Polonaise en Fa majeur, BWV Anh. 117a
Johann Sebastian Bach
La Polonaise en Fa majeur, BWV Anh. 117a, est l'une des pièces les plus charmantes du Petit Livre d'Anna Magdalena Bach — recueil compilé en 1725 par Jean-Sébastien Bach pour sa seconde épouse, à des fins d'apprentissage au clavier. Bien qu'elle figure dans l'« Anhang » (annexe) du catalogue BWV, son authenticité bachienne étant discutée par les musicologues, cette polonaise reste indissociable du cantor de Leipzig et constitue l'une des premières pièces que rencontre l'élève pianiste dans son parcours. Caractère et structure La polonaise, danse d'origine polonaise au rythme ternaire caractéristique, déploie ici une mélodie limpide à la main droite sur un accompagnement régulier à la main gauche. Sa forme binaire — deux sections d'environ huit mesures, chacune répétée — en fait un modèle parfait de clarté pré-classique.

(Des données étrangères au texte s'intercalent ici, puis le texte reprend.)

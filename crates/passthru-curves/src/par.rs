//! Par-yield quotes for one observation date.

use passthru_core::types::Date;
use passthru_math::interpolation::SplineBoundary;
use serde::{Deserialize, Serialize};

use crate::curves::InterpolatedCurve;
use crate::error::{CurveError, CurveResult};
use crate::interpolate::interpolate_with;
use crate::types::{CurvePoint, TenorGrid};

/// Tenors every par curve must quote, in months.
pub const ANCHOR_TENORS: [u32; 12] = [1, 2, 3, 6, 12, 24, 36, 60, 84, 120, 240, 360];

/// The published constant-maturity tenor set, in months.
pub const PUBLISHED_TENORS: [u32; 13] = [1, 2, 3, 5, 6, 12, 24, 36, 60, 84, 120, 240, 360];

/// Par yields observed on one date.
///
/// Tenors are strictly increasing and positive, and include every
/// [`ANCHOR_TENORS`] entry. Extra tenors (the published 5-month point,
/// for instance) become additional spline knots.
///
/// # Example
///
/// ```rust
/// use passthru_core::types::Date;
/// use passthru_curves::{ParCurve, RateCurve, TenorGrid};
///
/// let quotes = [
///     (1, 5.54), (2, 5.50), (3, 5.47), (5, 5.42), (6, 5.37), (12, 5.03),
///     (24, 4.48), (36, 4.30), (60, 4.09), (84, 4.08), (120, 4.09),
///     (240, 4.35), (360, 4.26),
/// ];
/// let par = ParCurve::from_quotes(Date::from_ymd(2024, 3, 8).unwrap(), &quotes).unwrap();
///
/// let dense = par.interpolate(&TenorGrid::semi_annual()).unwrap();
/// assert_eq!(dense.rate_at(120), Some(4.09));
/// ```
#[derive(Debug, Clone, PartialEq, Serialize, Deserialize)]
pub struct ParCurve {
    observation_date: Date,
    points: Vec<CurvePoint>,
}

impl ParCurve {
    /// Builds a par curve from `(tenor_months, rate_percent)` quotes.
    ///
    /// # Errors
    ///
    /// * `CurveError::InvalidTenor` for a zero tenor.
    /// * `CurveError::NonMonotonicKnots` if tenors are not strictly increasing.
    /// * `CurveError::InvalidValue` for a non-finite rate.
    /// * `CurveError::MissingAnchorTenor` if an anchor tenor is absent.
    pub fn from_quotes(observation_date: Date, quotes: &[(u32, f64)]) -> CurveResult<Self> {
        let points: Vec<CurvePoint> = quotes.iter().copied().map(CurvePoint::from).collect();
        Self::new(observation_date, points)
    }

    /// Builds a par curve from points.
    ///
    /// See [`ParCurve::from_quotes`] for the validation rules.
    pub fn new(observation_date: Date, points: Vec<CurvePoint>) -> CurveResult<Self> {
        if let Some(p) = points.iter().find(|p| p.tenor == 0) {
            return Err(CurveError::InvalidTenor { tenor: p.tenor });
        }

        for (i, w) in points.windows(2).enumerate() {
            if w[1].tenor <= w[0].tenor {
                return Err(CurveError::non_monotonic_knots(i + 1, w[0].tenor, w[1].tenor));
            }
        }

        if let Some(p) = points.iter().find(|p| !p.rate.is_finite()) {
            return Err(CurveError::invalid_value(format!(
                "par rate at {}M is not finite",
                p.tenor
            )));
        }

        for tenor in ANCHOR_TENORS {
            if points.binary_search_by_key(&tenor, |p| p.tenor).is_err() {
                return Err(CurveError::MissingAnchorTenor { tenor });
            }
        }

        Ok(Self {
            observation_date,
            points,
        })
    }

    /// Date the quotes were observed.
    #[must_use]
    pub fn observation_date(&self) -> Date {
        self.observation_date
    }

    /// The quoted points, ascending by tenor.
    #[must_use]
    pub fn points(&self) -> &[CurvePoint] {
        &self.points
    }

    /// Quoted rate at `tenor`, if quoted.
    #[must_use]
    pub fn rate_at(&self, tenor: u32) -> Option<f64> {
        self.points
            .binary_search_by_key(&tenor, |p| p.tenor)
            .ok()
            .map(|i| self.points[i].rate)
    }

    /// Interpolates the quotes onto `grid` with a not-a-knot spline.
    pub fn interpolate(&self, grid: &TenorGrid) -> CurveResult<InterpolatedCurve> {
        self.interpolate_with(grid, SplineBoundary::default())
    }

    /// Interpolates the quotes onto `grid` with an explicit end condition.
    pub fn interpolate_with(
        &self,
        grid: &TenorGrid,
        boundary: SplineBoundary,
    ) -> CurveResult<InterpolatedCurve> {
        let points = interpolate_with(&self.points, grid, boundary)?;
        log::debug!(
            "par curve {} interpolated onto {} tenors ({}M..{}M)",
            self.observation_date,
            points.len(),
            grid.start(),
            grid.end()
        );
        Ok(InterpolatedCurve::from_parts(
            self.observation_date,
            *grid,
            points,
        ))
    }
}
//! Property-based tests for schedule and WAL invariants.
//!
//! - Balances chain from one period to the next and never increase
//! - Balances never go negative and a terminated schedule ends at zero
//! - Cash flow is interest plus both principal components
//! - WAL does not lengthen as prepayment speeds up

use passthru_core::Date;
use passthru_mbs::prelude::*;
use proptest::prelude::*;

#[derive(Debug, Clone)]
struct Pool {
    coupon: f64,
    remaining: u32,
    balloon: u32,
    io: u32,
    balance: f64,
}

fn pools() -> impl Strategy<Value = Pool> {
    (12u32..=360)
        .prop_flat_map(|remaining| (Just(remaining), 2u32..=remaining))
        .prop_flat_map(|(remaining, balloon)| {
            (
                0.0f64..12.0,
                Just(remaining),
                Just(balloon),
                0u32..balloon.min(24),
                1_000.0f64..5_000_000.0,
            )
        })
        .prop_map(|(coupon, remaining, balloon, io, balance)| Pool {
            coupon,
            remaining,
            balloon,
            io,
            balance,
        })
}

fn terms(pool: &Pool, model: PrepaymentModel) -> PoolTerms {
    PoolTerms::builder()
        .settlement(Date::from_ymd(2024, 3, 1).unwrap())
        .coupon(pool.coupon)
        .remaining_term(pool.remaining)
        .balloon_term(pool.balloon)
        .interest_only_months(pool.io)
        .pay_delay(25)
        .prepayment(model)
        .original_balance(pool.balance)
        .build()
        .unwrap()
}

proptest! {
    #[test]
    fn schedule_balances_are_consistent(pool in pools(), cpr in 0.0f64..=100.0) {
        let schedule = generate(&terms(&pool, PrepaymentModel::Cpr(cpr)), &CashFlowConventions::default())
            .unwrap();
        let periods = schedule.periods();

        prop_assert!(!periods.is_empty());
        prop_assert!(periods.len() <= pool.balloon as usize);
        prop_assert!((periods[0].starting_balance - pool.balance).abs() < 1e-9);

        for pair in periods.windows(2) {
            prop_assert_eq!(pair[0].ending_balance, pair[1].starting_balance);
            prop_assert_eq!(pair[1].period, pair[0].period + 1);
            prop_assert!(pair[1].pay_date > pair[0].pay_date);
        }

        for p in periods {
            prop_assert!(p.ending_balance >= 0.0);
            prop_assert!(p.ending_balance <= p.starting_balance);
            let total = p.interest + p.scheduled_principal + p.unscheduled_principal;
            prop_assert!((p.cash_flow - total).abs() <= 1e-9 * total.max(1.0));
        }

        prop_assert_eq!(schedule.state(), ScheduleState::Terminated);
        prop_assert_eq!(schedule.last().unwrap().ending_balance, 0.0);
        if periods.len() < pool.balloon as usize {
            prop_assert!(periods.last().unwrap().period < pool.balloon);
        }
    }

    #[test]
    fn wal_shortens_with_speed(pool in pools(), slow in 0.0f64..50.0, extra in 0.0f64..50.0) {
        let wal = |cpr: f64| {
            generate(&terms(&pool, PrepaymentModel::Cpr(cpr)), &CashFlowConventions::default())
                .unwrap()
                .wal()
                .unwrap()
        };

        prop_assert!(wal(slow + extra) <= wal(slow) + 1e-9);
    }

    #[test]
    fn psa_speed_orders_wal(pool in pools(), slow in 0.0f64..300.0, extra in 0.0f64..300.0) {
        let wal = |psa: f64| {
            generate(&terms(&pool, PrepaymentModel::Psa(psa)), &CashFlowConventions::default())
                .unwrap()
                .wal()
                .unwrap()
        };

        prop_assert!(wal(slow + extra) <= wal(slow) + 1e-9);
    }
}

Pédagogie Au-delà de sa beauté propre, cette pièce permet d'aborder plusieurs notions essentielles : le rythme dansé, la respiration des phrases, le dialogue entre les mains et l'art de la résolution harmonique dans le style baroque tardif. Une porte d'entrée idéale au répertoire de Bach avant d'aborder les Inventions à deux voix ou les premiers préludes du Clavier bien tempéré.